Chesterton afirma que una de las características de nuestro presente educativo es la extraña convivencia de escepticismo respecto al valor de la filosofía y de dogmatismo respecto al valor de la educación. Ocurre así que cuanto más desconfiamos del valor de la primera, más seguros parece que estamos del de la segunda. Pero esto traducido al lenguaje corriente significaría que cuantas más dudas tenemos sobre la existencia de la verdad, más seguros estamos de que hay que enseñarles algo verdadero a las nuevas generaciones. A Chesterton no se le ocurre pensar que pueda haber alguien defendiendo -al menos a cara descubierta- que el objeto de la educación sea la transmisión de algo no verdadero.
Chesterton se muestra a veces demasiado ingenuo.
El hecho es que la pedagogía posmoderna no tiene reparo alguno en defender que la verdad es una construcción.
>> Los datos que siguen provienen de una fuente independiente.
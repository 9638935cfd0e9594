//! Filename Resolver
//!
//! Expands a `dbfilename` template into concrete, contained names and
//! derives the per-format file names from it.
//!
//! ## Naming Convention
//! ```text
//! template              single-file                 sharded
//! ───────────────────   ─────────────────────────   ───────────────────────────────
//! dump                  dump.rdb                    dump-0000.dfs … dump-summary.dfs
//! dump.rdb              dump.rdb                    dump-0000.dfs … dump-summary.dfs
//! backup.bin            backup.bin                  backup.bin-0000.dfs …
//! dump-{timestamp}      dump-2024-05-01T10:00:00.rdb
//! ```

use chrono::{DateTime, NaiveDateTime, Utc};

use crate::error::{EmberError, Result};
use crate::storage::{StorageLocation, STAGING_SUFFIX};

use super::SnapshotFormat;

/// Placeholder replaced by the save time
pub const TIMESTAMP_PLACEHOLDER: &str = "{timestamp}";

/// Sortable rendering of the save time (UTC)
pub const TIMESTAMP_FORMAT: &str = "%Y-%m-%dT%H:%M:%S";

/// Extension of single-file snapshots
pub const RDB_EXTENSION: &str = "rdb";

/// Extension of sharded snapshot files
pub const DFS_EXTENSION: &str = "dfs";

/// Marker distinguishing the manifest from shard data files
pub const SUMMARY_MARKER: &str = "summary";

/// Name used by `SAVE` when no template is configured
pub const DEFAULT_NAME: &str = "dump";

/// An unexpanded filename template
#[derive(Debug, Clone, PartialEq, Eq)]
pub struct FilenameTemplate {
    raw: String,
}

impl FilenameTemplate {
    pub fn new(raw: impl Into<String>) -> Self {
        Self { raw: raw.into() }
    }

    /// The template as configured
    pub fn as_str(&self) -> &str {
        &self.raw
    }

    pub fn is_empty(&self) -> bool {
        self.raw.trim().is_empty()
    }

    /// True if the template contains `{timestamp}`
    pub fn has_timestamp(&self) -> bool {
        self.raw.contains(TIMESTAMP_PLACEHOLDER)
    }

    /// Substitute the placeholder, leaving everything else literal
    pub fn render(&self, timestamp: &str) -> String {
        self.raw.replace(TIMESTAMP_PLACEHOLDER, timestamp)
    }

    /// Expand for a save at `now` and confine the result to `base`
    pub fn resolve(&self, base: &StorageLocation, now: DateTime<Utc>) -> Result<ResolvedName> {
        resolve(self, base, now)
    }

    /// Expand with `*` in place of the timestamp, for discovery
    pub fn glob(&self, base: &StorageLocation) -> Result<ResolvedName> {
        let stem = base.contain(&self.render("*"))?;
        Ok(ResolvedName { stem })
    }
}

/// Expand `template` for a save at `now`, rejecting names outside `base`
///
/// Runs before any I/O; a `PathEscape` here means nothing was touched.
/// Names ending in the staging suffix are refused: backends treat such
/// files as leftovers of interrupted saves.
pub fn resolve(
    template: &FilenameTemplate,
    base: &StorageLocation,
    now: DateTime<Utc>,
) -> Result<ResolvedName> {
    let timestamp = now.format(TIMESTAMP_FORMAT).to_string();
    let stem = base.contain(&template.render(&timestamp))?;
    let file_name = stem.rsplit('/').next().unwrap_or(&stem);
    if file_name.ends_with(STAGING_SUFFIX) {
        return Err(EmberError::Config(format!(
            "snapshot name '{}' uses the reserved suffix '{}'",
            stem, STAGING_SUFFIX
        )));
    }
    Ok(ResolvedName { stem })
}

/// A contained, normalized name before format decoration
#[derive(Debug, Clone, PartialEq, Eq)]
pub struct ResolvedName {
    stem: String,
}

impl ResolvedName {
    /// The bare name
    pub fn as_str(&self) -> &str {
        &self.stem
    }

    /// Name of the file that identifies a snapshot in `format`
    pub fn main_file(&self, format: SnapshotFormat) -> String {
        match format {
            SnapshotFormat::SingleFile => self.rdb_file(),
            SnapshotFormat::Sharded => self.summary_file(),
        }
    }

    /// Single-file name: literal if it already has an extension
    pub fn rdb_file(&self) -> String {
        if file_extension(&self.stem).is_some() {
            self.stem.clone()
        } else {
            format!("{}.{}", self.stem, RDB_EXTENSION)
        }
    }

    /// Data file of one shard in the sharded format
    pub fn shard_file(&self, shard: usize) -> String {
        format!("{}-{:04}.{}", self.sharded_stem(), shard, DFS_EXTENSION)
    }

    /// Manifest file of the sharded format
    pub fn summary_file(&self) -> String {
        format!("{}-{}.{}", self.sharded_stem(), SUMMARY_MARKER, DFS_EXTENSION)
    }

    fn sharded_stem(&self) -> &str {
        match file_extension(&self.stem) {
            Some(ext) if ext == RDB_EXTENSION || ext == DFS_EXTENSION => {
                &self.stem[..self.stem.len() - ext.len() - 1]
            }
            _ => &self.stem,
        }
    }
}

/// Save time encoded in `name`, where `pattern` is a template glob
///
/// Every `*` in the pattern stands for the same rendered timestamp, so a
/// manual save that happens to match the glob (`dump-backup.rdb` against
/// `dump-*.rdb`) yields `None`.
pub fn timestamp_of(pattern: &str, name: &str) -> Option<NaiveDateTime> {
    let wildcards = pattern.matches('*').count();
    if wildcards == 0 {
        return None;
    }
    let literal = pattern.len() - wildcards;
    let width = name.len().checked_sub(literal)?;
    if width % wildcards != 0 {
        return None;
    }

    let start = pattern.find('*')?;
    let timestamp = name.get(start..start + width / wildcards)?;
    if pattern.replace('*', timestamp) != name {
        return None;
    }
    NaiveDateTime::parse_from_str(timestamp, TIMESTAMP_FORMAT).ok()
}

/// True if `name` is the main file of a sharded snapshot
pub fn is_summary_file(name: &str) -> bool {
    let file_name = name.rsplit('/').next().unwrap_or(name);
    file_name.ends_with(&format!("-{}.{}", SUMMARY_MARKER, DFS_EXTENSION))
}

/// True if a name (or pattern) refers to the sharded format
pub fn is_sharded_name(name: &str) -> bool {
    file_extension(name) == Some(DFS_EXTENSION)
}

/// Extension of the final path segment, if any
fn file_extension(name: &str) -> Option<&str> {
    let file_name = name.rsplit('/').next().unwrap_or(name);
    match file_name.rsplit_once('.') {
        Some((stem, ext)) if !stem.is_empty() && !ext.is_empty() => Some(ext),
        _ => None,
    }
}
Si para la escuela antigua la educación era la verdad común en estado de transmisión, para la pedagogía posmoderna es la opinión del alumno en estado de construcción. De ahí las críticas de la pedagogía moderna a la transmisión. No puede ser de otra manera, dado que no puede transmitir lo que se niega a poseer.
Sin embargo, la conclusión de Chesterton se mantiene en pie y de forma cada vez más paradójica: cuanto más tenue es nuestra fe en la doctrina, más estentórea es nuestra fe en los doctores. Es decir: cuanto más criticamos la transmisión, más echamos la culpa a los docentes de la inconsistencia de las construcciones de nuestros alumnos.